In that impressive Times report, however, one sentence has so far passed unnoticed; yet, it speaks the world of General Petraeus, and of how this administration and its chosen sons have played their cards from the moment George W. Bush mounted a pile of rubble on September 14, 2001, at Ground Zero in New York City and began to sell his incipient War on Terror (and himself as commander-in-chief). From that day on, the propaganda campaign, the selling war, on the American "home front" has never stopped.
Here, in that context, is Barstow's key sentence: "When David H. Petraeus was appointed the commanding general in Iraq in January 2007, one of his early acts was to meet with the [Pentagon's retired military] analysts." In other words, on becoming U.S. commander in Iraq, he automatically turned to the military propaganda machine the Pentagon had set up to launch his initial surge -- on the home front.
Think of the train of events this way: In January 2007, pummeled in the opinion polls, his Iraq policy in shambles and the Republican Party in electoral disarray, George W. Bush and his advisors decided to launch a last-minute home-front campaign to buy time on Iraq. It was, the President declared in an address to the American people, his "new way forward in Iraq." In Vietnam-era terms, the plan itself involved a relatively modest "escalation" of 30,000 troops, largely into the Baghdad area -- that being all the troops the overstretched U.S. military then had available. It gained, however, the resounding nickname, "the surge." (That word, strangely enough, had essentially been pilfered from the heart of "insurgent," a term previously used to designate the enemy.)
By then, of course, the President himself was a thoroughly tarnished brand, not exactly the sort of face with which to launch 1,000 ships or even 30,000 troops into a self-made hell against the urgent wishes of the American people. Instead, he pushed forward his all-American general -- the smart, bemedaled, well-spoken, Princeton PhD and counterinsurgency guru, beloved by reporters whom he had romanced for years, and already treated like a demi-god by members of both parties in both houses of Congress. He became the "face" of the administration (just as American military and civilian officials had long spoken of putting an "Iraqi face" on the American occupation of that country). In the ensuing months, as New York Times columnist Frank Rich pointed out, the surging Brand Petraeus campaign only gained traction as the President publicly cited the general more than 150 times, 53 times in May 2007 alone. Never has a President put on the "face" of a general more regularly.

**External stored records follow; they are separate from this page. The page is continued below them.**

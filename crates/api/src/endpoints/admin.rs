//! Admin back-office endpoints.

use axum::{
    Json, Router,
    extract::{Path, Query, State},
    routing::{get, post, put},
};
use serde::Deserialize;
use shoutly_common::AppResult;
use shoutly_core::{
    ActivityLogQuery, AdminAuthResponse, AdminCreatorUpdateInput, AdminDashboard, AdminLoginInput,
    AdminOrderList, AdminOrderQuery, AdminUserUpdateInput, AdminWithdrawalList,
    AdminWithdrawalQuery, CreatorProfile, PageQuery, SettingRow, UpsertSettingInput, UserProfile,
    WithdrawalDecisionInput, WithdrawalRow,
    admin::{ActivityLogList, AdminCreatorDetail, AdminCreatorList, AdminUserDetail, AdminUserList},
};

use crate::{
    extractors::{AuthAdmin, Client},
    middleware::AppState,
    response::ApiResponse,
};

#[derive(Debug, Default, Deserialize)]
#[serde(rename_all = "camelCase")]
struct DashboardQuery {
    /// Stats window in days.
    period: Option<i64>,
}

/// Sign in to the back office.
async fn login(
    State(state): State<AppState>,
    Client(client): Client,
    Json(req): Json<AdminLoginInput>,
) -> AppResult<ApiResponse<AdminAuthResponse>> {
    let auth = state.admin_service.login(req, &client).await?;
    Ok(ApiResponse::ok(auth))
}

/// Platform stats plus recent activity and orders.
async fn dashboard(
    AuthAdmin(_): AuthAdmin,
    State(state): State<AppState>,
    Query(query): Query<DashboardQuery>,
) -> AppResult<ApiResponse<AdminDashboard>> {
    let dashboard = state.admin_service.dashboard(query.period).await?;
    Ok(ApiResponse::ok(dashboard))
}

/// List user accounts.
async fn list_users(
    AuthAdmin(_): AuthAdmin,
    State(state): State<AppState>,
    Query(query): Query<PageQuery>,
) -> AppResult<ApiResponse<AdminUserList>> {
    let users = state.admin_service.list_users(query).await?;
    Ok(ApiResponse::ok(users))
}

/// User account detail with order stats.
async fn user_detail(
    AuthAdmin(_): AuthAdmin,
    State(state): State<AppState>,
    Path(user_id): Path<String>,
) -> AppResult<ApiResponse<AdminUserDetail>> {
    let detail = state.admin_service.user_detail(&user_id).await?;
    Ok(ApiResponse::ok(detail))
}

/// Update a user account.
async fn update_user(
    AuthAdmin(principal): AuthAdmin,
    State(state): State<AppState>,
    Client(client): Client,
    Path(user_id): Path<String>,
    Json(req): Json<AdminUserUpdateInput>,
) -> AppResult<ApiResponse<UserProfile>> {
    let profile = state
        .admin_service
        .update_user(&principal.id, &user_id, req, &client)
        .await?;
    Ok(ApiResponse::ok(profile))
}

/// List creator accounts.
async fn list_creators(
    AuthAdmin(_): AuthAdmin,
    State(state): State<AppState>,
    Query(query): Query<PageQuery>,
) -> AppResult<ApiResponse<AdminCreatorList>> {
    let creators = state.admin_service.list_creators(query).await?;
    Ok(ApiResponse::ok(creators))
}

/// Creator account detail with order and withdrawal stats.
async fn creator_detail(
    AuthAdmin(_): AuthAdmin,
    State(state): State<AppState>,
    Path(creator_id): Path<String>,
) -> AppResult<ApiResponse<AdminCreatorDetail>> {
    let detail = state.admin_service.creator_detail(&creator_id).await?;
    Ok(ApiResponse::ok(detail))
}

/// Update a creator account (commission, verification, permissions).
async fn update_creator(
    AuthAdmin(principal): AuthAdmin,
    State(state): State<AppState>,
    Client(client): Client,
    Path(creator_id): Path<String>,
    Json(req): Json<AdminCreatorUpdateInput>,
) -> AppResult<ApiResponse<CreatorProfile>> {
    let profile = state
        .admin_service
        .update_creator(&principal.id, &creator_id, req, &client)
        .await?;
    Ok(ApiResponse::ok(profile))
}

/// List all orders with status filter and search.
async fn list_orders(
    AuthAdmin(_): AuthAdmin,
    State(state): State<AppState>,
    Query(query): Query<AdminOrderQuery>,
) -> AppResult<ApiResponse<AdminOrderList>> {
    let orders = state.order_service.admin_orders(query).await?;
    Ok(ApiResponse::ok(orders))
}

/// List all withdrawal requests.
async fn list_withdrawals(
    AuthAdmin(_): AuthAdmin,
    State(state): State<AppState>,
    Query(query): Query<AdminWithdrawalQuery>,
) -> AppResult<ApiResponse<AdminWithdrawalList>> {
    let withdrawals = state.withdrawal_service.admin_withdrawals(query).await?;
    Ok(ApiResponse::ok(withdrawals))
}

/// Approve or reject a pending withdrawal.
async fn decide_withdrawal(
    AuthAdmin(principal): AuthAdmin,
    State(state): State<AppState>,
    Client(client): Client,
    Path(withdrawal_id): Path<String>,
    Json(req): Json<WithdrawalDecisionInput>,
) -> AppResult<ApiResponse<WithdrawalRow>> {
    let row = state
        .withdrawal_service
        .decide(&principal.id, &withdrawal_id, req, &client)
        .await?;
    Ok(ApiResponse::ok(row))
}

/// Browse the activity log.
async fn activity_logs(
    AuthAdmin(_): AuthAdmin,
    State(state): State<AppState>,
    Query(query): Query<ActivityLogQuery>,
) -> AppResult<ApiResponse<ActivityLogList>> {
    let logs = state.admin_service.activity_logs(query).await?;
    Ok(ApiResponse::ok(logs))
}

/// List all site settings.
async fn list_settings(
    AuthAdmin(_): AuthAdmin,
    State(state): State<AppState>,
) -> AppResult<ApiResponse<Vec<SettingRow>>> {
    let settings = state.settings_service.list().await?;
    Ok(ApiResponse::ok(settings))
}

/// Create or update a site setting by key.
async fn upsert_setting(
    AuthAdmin(principal): AuthAdmin,
    State(state): State<AppState>,
    Client(client): Client,
    Json(req): Json<UpsertSettingInput>,
) -> AppResult<ApiResponse<SettingRow>> {
    let setting = state
        .settings_service
        .upsert(&principal.id, req, &client)
        .await?;
    Ok(ApiResponse::ok(setting))
}

pub fn router() -> Router<AppState> {
    Router::new()
        .route("/login", post(login))
        .route("/dashboard", get(dashboard))
        .route("/users", get(list_users))
        .route("/users/{id}", get(user_detail).put(update_user))
        .route("/creators", get(list_creators))
        .route("/creators/{id}", get(creator_detail).put(update_creator))
        .route("/orders", get(list_orders))
        .route("/withdrawals", get(list_withdrawals))
        .route("/withdrawals/{id}", put(decide_withdrawal))
        .route("/activity-logs", get(activity_logs))
        .route("/settings", get(list_settings).put(upsert_setting))
}
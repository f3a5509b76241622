//! Common utilities and shared types for shoutly.
//!
//! This crate provides foundational components used across all shoutly crates:
//!
//! - **Configuration**: Application settings via [`Config`]
//! - **Error handling**: Unified error types via [`AppError`] and [`AppResult`]
//! - **Identity tokens**: Bearer-token codec via [`AuthTokens`] and [`Principal`]
//! - **ID Generation**: ULID ids and order numbers via [`IdGenerator`]
//! - **Storage**: Presigned-URL object storage backends (local, S3-compatible)
//!
//! # Example
//!
//! ```no_run
//! use shoutly_common::{AppResult, Config, IdGenerator};
//!
//! fn example() -> AppResult<()> {
//!     let config = Config::load()?;
//!     let id_gen = IdGenerator::new();
//!     let order_number = id_gen.generate_order_number();
//!     println!("New order: {}", order_number);
//!     Ok(())
//! }
//! ```

pub mod auth;
pub mod config;
pub mod error;
pub mod id;
pub mod storage;

pub use auth::{AuthTokens, Principal, Role};
pub use config::Config;
pub use error::{AppError, AppResult};
pub use id::{IdGenerator, is_valid_id};
pub use storage::{
    LocalStorage, SIGNED_URL_TTL_SECS, StorageBackend, StorageConfig, UploadPurpose,
    build_backend, object_key,
};
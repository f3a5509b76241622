//! Payment provider callback endpoints.
//!
//! The provider sends the buyer's browser here after the hosted payment
//! flow. Both handlers are infallible from the provider's point of view:
//! every outcome is a redirect back into the frontend.

use axum::{
    Router,
    extract::{Query, State},
    response::Redirect,
    routing::get,
};
use shoutly_core::PaymentCallbackQuery;

use crate::{extractors::Client, middleware::AppState};

/// Success callback: verify and settle the payment, then send the buyer
/// to the matching frontend page.
async fn success(
    State(state): State<AppState>,
    Client(client): Client,
    Query(query): Query<PaymentCallbackQuery>,
) -> Redirect {
    let target = state.order_service.payment_success(query, &client).await;
    Redirect::to(&target)
}

/// Cancel callback: cancel the order and send the buyer back.
async fn cancel(
    State(state): State<AppState>,
    Client(client): Client,
    Query(query): Query<PaymentCallbackQuery>,
) -> Redirect {
    let target = state.order_service.payment_cancel(query, &client).await;
    Redirect::to(&target)
}

pub fn router() -> Router<AppState> {
    Router::new()
        .route("/success", get(success))
        .route("/cancel", get(cancel))
}
//! User authentication endpoints.

use axum::{Json, Router, extract::State, routing::post};
use shoutly_common::AppResult;
use shoutly_core::{AuthResponse, LoginInput, RegisterInput};

use crate::{extractors::Client, middleware::AppState, response::ApiResponse};

/// Register a new user account.
async fn register(
    State(state): State<AppState>,
    Client(client): Client,
    Json(req): Json<RegisterInput>,
) -> AppResult<ApiResponse<AuthResponse>> {
    let auth = state.user_service.register(req, &client).await?;
    Ok(ApiResponse::ok(auth))
}

/// Sign in to an existing user account.
async fn login(
    State(state): State<AppState>,
    Client(client): Client,
    Json(req): Json<LoginInput>,
) -> AppResult<ApiResponse<AuthResponse>> {
    let auth = state.user_service.login(req, &client).await?;
    Ok(ApiResponse::ok(auth))
}

pub fn router() -> Router<AppState> {
    Router::new()
        .route("/register", post(register))
        .route("/login", post(login))
}
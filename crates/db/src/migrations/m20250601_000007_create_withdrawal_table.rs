//! Create withdrawal table migration.

use sea_orm_migration::prelude::*;

#[derive(DeriveMigrationName)]
pub struct Migration;

#[async_trait::async_trait]
impl MigrationTrait for Migration {
    async fn up(&self, manager: &SchemaManager) -> Result<(), DbErr> {
        manager
            .create_table(
                Table::create()
                    .table(Withdrawal::Table)
                    .if_not_exists()
                    .col(ColumnDef::new(Withdrawal::Id).string_len(32).not_null().primary_key())
                    .col(ColumnDef::new(Withdrawal::CreatorId).string_len(32).not_null())
                    .col(ColumnDef::new(Withdrawal::Amount).decimal_len(12, 2).not_null())
                    .col(
                        ColumnDef::new(Withdrawal::Status)
                            .string_len(16)
                            .not_null()
                            .default("pending"),
                    )
                    .col(ColumnDef::new(Withdrawal::PayoutMethod).json_binary().not_null())
                    .col(ColumnDef::new(Withdrawal::AdminNotes).text().null())
                    .col(ColumnDef::new(Withdrawal::ProcessedAt).timestamp_with_time_zone().null())
                    .col(
                        ColumnDef::new(Withdrawal::CreatedAt)
                            .timestamp_with_time_zone()
                            .not_null()
                            .default(Expr::current_timestamp()),
                    )
                    .col(
                        ColumnDef::new(Withdrawal::UpdatedAt)
                            .timestamp_with_time_zone()
                            .not_null()
                            .default(Expr::current_timestamp()),
                    )
                    .foreign_key(
                        ForeignKey::create()
                            .name("fk_withdrawal_creator")
                            .from(Withdrawal::Table, Withdrawal::CreatorId)
                            .to(Creator::Table, Creator::Id)
                            .on_delete(ForeignKeyAction::Cascade),
                    )
                    .to_owned(),
            )
            .await?;

        manager
            .create_index(
                Index::create()
                    .name("idx_withdrawal_creator_id")
                    .table(Withdrawal::Table)
                    .col(Withdrawal::CreatorId)
                    .to_owned(),
            )
            .await?;

        manager
            .create_index(
                Index::create()
                    .name("idx_withdrawal_status")
                    .table(Withdrawal::Table)
                    .col(Withdrawal::Status)
                    .to_owned(),
            )
            .await?;

        Ok(())
    }

    async fn down(&self, manager: &SchemaManager) -> Result<(), DbErr> {
        manager
            .drop_table(Table::drop().table(Withdrawal::Table).to_owned())
            .await
    }
}

#[derive(Iden)]
enum Withdrawal {
    Table,
    Id,
    CreatorId,
    Amount,
    Status,
    PayoutMethod,
    AdminNotes,
    ProcessedAt,
    CreatedAt,
    UpdatedAt,
}

#[derive(Iden)]
enum Creator {
    Table,
    Id,
}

Now, let's return to that single sentence from Barstow. Having been put forward by Bush as his favorite general and the savior of his Iraq policies, Petraeus seems to have promptly turned to the Pentagon's favored military "analysts" for a hand. The general's initial surge, that is, was right here at home via those figures the Pentagon had embedded in the media and liked to refer to as its "message force multipliers." Let's keep in mind that one of those figures, retired Army general Jack Keane, a "patron" to Petraeus during his rise in the ranks, was, along with Frederick Kagan of the American Enterprise Institute, an "author" of, and key propagandist for, the surge strategy, as well as the head of his own consulting firm, on the board of General Dynamics, and a national security analyst for ABC News. So, in case you were wondering why the hosannas to Petraeus nearly reached the heavens and why the "success" of the surge was established so quickly in this country (despite four years of promises followed by disaster that might have called for media caution), look first to those surging retired generals and to the general who had already established himself as a military brand name.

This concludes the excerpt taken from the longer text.